Variety, the long-running magazine covering the entertainment industry, named All-Elite Wrestling owner Tony Khan and several members of WWE parent company TKO, including Nick Khan to its “Dealmakers 2024” in an article published on the magazine’s website on Wednesday.
Khan, AEW and the TKO board were one of the few non-agency or law firms named to the Dealmakers list this year, which included Audible and several lobbying and entertainment law firms.
Tony Khan was credited with AEW’s new three-year deal with Warner Bros. Discovery, five years after the company aired its first show on WBD television.
In October, five years to the week after Khan launched professional wrestling promotion AEW as a direct competitor to Vince McMahon’s long-dominant WWE, he closed a multi-year media rights deal with Warner Bros. Discovery, worth a reported $185 million a year, that calls for AEW’s shows and events to be broadcast on TBS and TNT and stream on Max. The company is now valued at more than $2 billion, making it the third-most-valuable combat sports company in the world.
Ain’t bragging if it’s true: “Our new arrangement signifies that AEW will make history as the first professional wrestling promotion to simulcast events weekly on top cable channels and a top streaming platform,” says Khan.

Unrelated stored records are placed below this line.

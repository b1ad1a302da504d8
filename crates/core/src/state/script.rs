use super::State;
use crate::config::{ConfigValue, UserProperties};
use crate::error::Result;

pub const MANIPULATION_SCRIPTS: &str = "manipulationScripts";

pub(crate) const CONFIG_VALUES: &[ConfigValue] =
    &[ConfigValue::new(MANIPULATION_SCRIPTS, "groovy.html")];

/// Script locations: file paths or URLs
#[derive(Debug, Clone, Default, PartialEq, Eq)]
pub struct ScriptState {
    pub locations: Vec<String>,
}

impl ScriptState {
    pub fn new(props: &UserProperties) -> Result<Self> {
        Ok(Self {
            locations: props.get_list(MANIPULATION_SCRIPTS),
        })
    }
}

impl State for ScriptState {
    fn is_enabled(&self) -> bool {
        !self.locations.is_empty()
    }
}
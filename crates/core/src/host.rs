//! Bridge between a host build tool's lifecycle and the manager

use crate::config::ConfigIo;
use crate::error::{Error, Result};
use crate::manager::{ManipulationManager, ManipulationReport};
use crate::session::Session;
use std::any::Any;
use std::panic::{self, AssertUnwindSafe};
use tracing::error;

/// Fail the build right away instead of at [`HostEvent::ProjectsRead`]
pub const MANIPULATION_REQUIRED: &str = "manipulation.required";

/// Lifecycle points the host reports
#[derive(Debug, Clone, Copy, PartialEq, Eq)]
pub enum HostEvent {
    /// The host is about to read the POM tree; manipulation runs here
    ProjectDiscoveryStarted,
    /// The host has read the (manipulated) projects
    ProjectsRead,
}

/// Runs the manager once per build and turns failures into what the host
/// expects: an immediate error when `manipulation.required` is set, an
/// error at [`HostEvent::ProjectsRead`] otherwise
#[derive(Debug, Clone, Default)]
pub struct ManipulatingHost {
    manager: ManipulationManager,
    config_io: ConfigIo,
}

impl ManipulatingHost {
    pub fn new(manager: ManipulationManager) -> Self {
        Self {
            manager,
            config_io: ConfigIo::new(),
        }
    }

    pub fn on_event(&self, event: HostEvent, session: &mut Session) -> Result<Option<ManipulationReport>> {
        match event {
            HostEvent::ProjectDiscoveryStarted => self.project_discovery_started(session),
            HostEvent::ProjectsRead => self.after_projects_read(session).map(|()| None),
        }
    }

    fn project_discovery_started(&self, session: &mut Session) -> Result<Option<ManipulationReport>> {
        let required = session.user_properties().get_bool(MANIPULATION_REQUIRED, false);

        let outcome = panic::catch_unwind(AssertUnwindSafe(|| self.run(session)))
            .unwrap_or_else(|payload| Err(Error::Internal(panic_message(payload.as_ref()))));

        match outcome {
            Ok(report) => Ok(report),
            Err(err) => {
                error!("Extension failure: {}", err);
                if required {
                    Err(err)
                } else {
                    session.set_error(err);
                    Ok(None)
                }
            }
        }
    }

    fn run(&self, session: &mut Session) -> Result<Option<ManipulationReport>> {
        let root_dir = session.root_dir();
        self.config_io.apply(&root_dir, session.user_properties_mut())?;
        self.manager.init(session)?;
        self.manager.scan_and_apply(session)
    }

    /// Raise the error stored by an earlier, non-required failure
    pub fn after_projects_read(&self, session: &mut Session) -> Result<()> {
        match session.take_error() {
            Some(err) => Err(Error::Manipulation(format!("POM Manipulation failed: {err}"))),
            None => Ok(()),
        }
    }
}

fn panic_message(payload: &(dyn Any + Send)) -> String {
    payload
        .downcast_ref::<&str>()
        .map(|s| s.to_string())
        .or_else(|| payload.downcast_ref::<String>().cloned())
        .unwrap_or_else(|| "unknown panic".to_string())
}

The article called 2024 a year where “deals weren’t as plentiful or as rich, but necessity being the mother of invention, often more innovative.”
Longtime World Wrestling Entertainment executive and president Nick Khan, along with fellow TKO executives Ariel Emanuel, Mark Shapiro and Andrew Schleimer, were also named. Variety cited the Endeavor’s 2023 acquisition of WWE and WWE’s deal with Netflix.

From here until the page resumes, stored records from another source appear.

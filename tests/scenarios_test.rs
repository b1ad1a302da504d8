//! End-to-end manipulation of small reactors on disk

mod common;

use common::{manipulate, read, write};
use pme::Model;
use pme::alignment::check_strict_value;
use pme::pom::base;
use tempfile::TempDir;

const REACTOR_ROOT: &str = r#"<?xml version="1.0" encoding="UTF-8"?>
<project xmlns="http://maven.apache.org/POM/4.0.0">
  <modelVersion>4.0.0</modelVersion>
  <groupId>org.example</groupId>
  <artifactId>root</artifactId>
  <version>1.0.0</version>
  <packaging>pom</packaging>
  <modules>
    <module>api</module>
  </modules>
</project>
"#;

const REACTOR_API: &str = r#"<?xml version="1.0" encoding="UTF-8"?>
<project xmlns="http://maven.apache.org/POM/4.0.0">
  <modelVersion>4.0.0</modelVersion>
  <parent>
    <groupId>org.example</groupId>
    <artifactId>root</artifactId>
    <version>1.0.0</version>
  </parent>
  <artifactId>api</artifactId>
  <dependencies>
    <dependency>
      <groupId>org.lib</groupId>
      <artifactId>lib</artifactId>
      <version>2.0</version>
    </dependency>
  </dependencies>
</project>
"#;

fn reactor() -> TempDir {
    let dir = tempfile::tempdir().unwrap();
    write(dir.path(), "pom.xml", REACTOR_ROOT);
    write(dir.path(), "api/pom.xml", REACTOR_API);
    dir
}

fn model(dir: &TempDir, relative: &str) -> Model {
    Model::parse(&read(dir.path(), relative)).unwrap()
}

#[test]
fn test_strict_version_alignment() {
    assert!(check_strict_value("2.6", "2.6.0.redhat-9", "redhat-5", false));
    assert!(!check_strict_value("2.6.0.redhat-5", "2.6.0.redhat-6", "redhat-5", false));
    assert!(check_strict_value("3.2.0.redhat-4", "3.2.0.redhat-6", "redhat-5", true));
    assert!(!check_strict_value("3.1.0.redhat-1", "3.2.0.redhat-1", "redhat-5", false));
}

#[test]
fn test_incremental_version_from_repository_metadata() {
    let dir = reactor();
    write(
        dir.path(),
        "repository/org/example/root/maven-metadata-local.xml",
        r#"<metadata>
  <groupId>org.example</groupId>
  <artifactId>root</artifactId>
  <versioning>
    <versions>
      <version>1.0.0.rebuild-1</version>
      <version>1.0.0.rebuild-4</version>
    </versions>
  </versioning>
</metadata>"#,
    );

    let report = manipulate(dir.path(), &[("versionIncrementalSuffix", "rebuild")])
        .unwrap()
        .unwrap();
    assert!(report.manipulators.contains(&"project-versioning".to_string()));

    assert_eq!(model(&dir, "pom.xml").explicit_version().as_deref(), Some("1.0.0.rebuild-5"));
    let api = model(&dir, "api/pom.xml");
    assert_eq!(api.parent().unwrap().version, "1.0.0.rebuild-5");
    assert_eq!(api.explicit_version(), None);
}

#[test]
fn test_dependency_alignment_from_remote_bom() {
    let dir = reactor();
    write(
        dir.path(),
        "repository/org/example/bom/1.0/bom-1.0.pom",
        r#"<project>
  <modelVersion>4.0.0</modelVersion>
  <groupId>org.example</groupId>
  <artifactId>bom</artifactId>
  <version>1.0</version>
  <packaging>pom</packaging>
  <dependencyManagement>
    <dependencies>
      <dependency>
        <groupId>org.lib</groupId>
        <artifactId>lib</artifactId>
        <version>2.0.0.redhat-1</version>
      </dependency>
    </dependencies>
  </dependencyManagement>
</project>"#,
    );

    manipulate(dir.path(), &[("dependencyManagement", "org.example:bom:1.0")]).unwrap();

    let api = model(&dir, "api/pom.xml");
    let versions: Vec<_> = base::dependencies(api.root())
        .filter_map(|d| d.child_text("version"))
        .collect();
    assert_eq!(versions, vec!["2.0.0.redhat-1"]);
    assert_eq!(read(dir.path(), "pom.xml"), REACTOR_ROOT);
}

#[test]
fn test_skip_enforcement_detect() {
    let dir = tempfile::tempdir().unwrap();
    write(
        dir.path(),
        "pom.xml",
        r#"<project>
  <modelVersion>4.0.0</modelVersion>
  <groupId>org.example</groupId>
  <artifactId>app</artifactId>
  <version>1.0</version>
  <build>
    <plugins>
      <plugin>
        <artifactId>maven-install-plugin</artifactId>
        <executions>
          <execution>
            <id>default-install</id>
            <configuration>
              <skip>true</skip>
            </configuration>
          </execution>
        </executions>
      </plugin>
      <plugin>
        <artifactId>maven-deploy-plugin</artifactId>
      </plugin>
    </plugins>
  </build>
</project>
"#,
    );

    let report = manipulate(dir.path(), &[("enforce-skip", "detect")]).unwrap().unwrap();
    assert!(report.projects[0].changed);

    let app = model(&dir, "pom.xml");
    let plugins: Vec<_> = base::plugins(app.root()).collect();
    assert_eq!(
        plugins[0]
            .descendant("executions/execution/configuration/skip")
            .map(|s| s.text())
            .as_deref(),
        Some("true")
    );
    assert_eq!(
        plugins[1].descendant("configuration/skip").map(|s| s.text()).as_deref(),
        Some("true")
    );
}

#[test]
fn test_parent_injection() {
    let dir = reactor();
    manipulate(dir.path(), &[("parentInjection", "org.example:parent:1.2.3")]).unwrap();

    let root = model(&dir, "pom.xml");
    let parent = root.root().child("parent").unwrap();
    assert_eq!(parent.child_text("groupId").as_deref(), Some("org.example"));
    assert_eq!(parent.child_text("artifactId").as_deref(), Some("parent"));
    assert_eq!(parent.child_text("version").as_deref(), Some("1.2.3"));
    assert_eq!(parent.child_text("relativePath").as_deref(), Some(""));

    let api = model(&dir, "api/pom.xml");
    assert_eq!(api.parent().unwrap().artifact_id, "root");
}

#[test]
fn test_sealed_side_car_conflict_is_fatal() {
    let dir = reactor();
    write(dir.path(), ".mvn/pme.json", r#"{ "sealed": { "versionSuffix": "redhat-1" } }"#);

    let error = manipulate(dir.path(), &[("versionSuffix", "redhat-2")]).unwrap_err();
    assert!(error.to_string().starts_with("POM Manipulation failed: Configuration error"));
    assert!(!dir.path().join("target/pom-manip-ext-marker.txt").exists());
}

#[test]
fn test_side_car_overridable_value_applies() {
    let dir = reactor();
    write(dir.path(), ".mvn/pme.toml", "[properties]\nversionSuffix = \"redhat-1\"\n");

    manipulate(dir.path(), &[]).unwrap();
    assert_eq!(model(&dir, "pom.xml").explicit_version().as_deref(), Some("1.0.0.redhat-1"));
    assert_eq!(model(&dir, "api/pom.xml").parent().unwrap().version, "1.0.0.redhat-1");
}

Last year, Endeavor merged Ultimate Fighting Championship with World Wrestling Entertainment under the TKO Group Holdings banner. In January 2024, TKO’s leadership quadrumvirate closed a $5.2 billion, 10-year deal to make Netflix the exclusive home of WWE’s flagship show “Raw” in the U.S., Canada, U.K., Latin America and other territories beginning in January 2025. As part of the pact, Netflix will be the home for all WWE shows and specials outside the U.S. from that date forward, giving roughly 80% of international territories immediate access to 100% its content, with the rest of the globe filling out their WWE lineups as outstanding deals expire.
“While the money is extraordinarily important, the downstream impact and ancillary benefits to being with the distributor and just south of 300 million homes globally was something that got us very excited,” says Schleimer.

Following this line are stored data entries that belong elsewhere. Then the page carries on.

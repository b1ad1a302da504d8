//! Markdown index of every documented property

use super::ConfigValue;
use crate::error::Result;
use crate::state::config_values;
use std::collections::BTreeMap;
use std::fmt::Write as _;
use std::fs;
use std::path::Path;
use tracing::info;

/// Default output, relative to the project directory
pub const DEFAULT_INDEX: &str = "target/property-index.md";

/// Sorted `name -> value` for every documented key
pub fn lookup() -> BTreeMap<&'static str, ConfigValue> {
    index(&config_values())
}

/// Names of the deprecated keys
pub fn deprecated() -> impl Iterator<Item = &'static str> {
    config_values()
        .into_iter()
        .filter(|value| value.deprecated)
        .map(|value| value.name)
}

fn index(values: &[ConfigValue]) -> BTreeMap<&'static str, ConfigValue> {
    values.iter().map(|value| (value.name, *value)).collect()
}

pub fn render_index(values: &[ConfigValue]) -> String {
    let mut out = String::from("---\ntitle: \"Index of Properties\"\n---\n\n");
    for (name, value) in index(values) {
        let deprecated = if value.deprecated { "\t(deprecated)" } else { "" };
        let _ = writeln!(out, "  * [{name}]({}){deprecated}", value.doc_index);
    }
    out
}

/// Render every documented key into `path`
pub fn write_index(path: &Path) -> Result<()> {
    if let Some(parent) = path.parent() {
        fs::create_dir_all(parent)?;
    }
    fs::write(path, render_index(&config_values()))?;
    info!("Wrote property index to {}", path.display());
    Ok(())
}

Other members of the list included:
- Akin Gump Strauss Hauer and Feld, the second-largest lobbying firm in the U.S.
- Alter Kendrick and Baron, music lawyers who closed $1 billion in publishing and mater recording acquisitions in 2024.
- Audible’s executive team
- Perry, Plashuk, Lefebvre and Hill of Covington and Burling, law firm specializing in entertainment acquisitions
- David Wright Tremaine, litigation law firm now advising on major entertainment projects
- Del Shaw Moonves Tanaka Finkelstein Lezcano Bobb and Dang, entertainment law firm
- Nina Shaw of Del Shaw Moonves Tnaka Finkelstein Lezcano Bobb and Dang
- DLA Piper, Hollywood legal firm
- Francisco Arias of Fifth Season
- Fox Rotschild, lawyers and talent reps
The magazine credited those on the list for maneuvering the economic ups and downs of the streaming bubble, COVID-19 and inflation, as well as strikes by the writers and actors unions.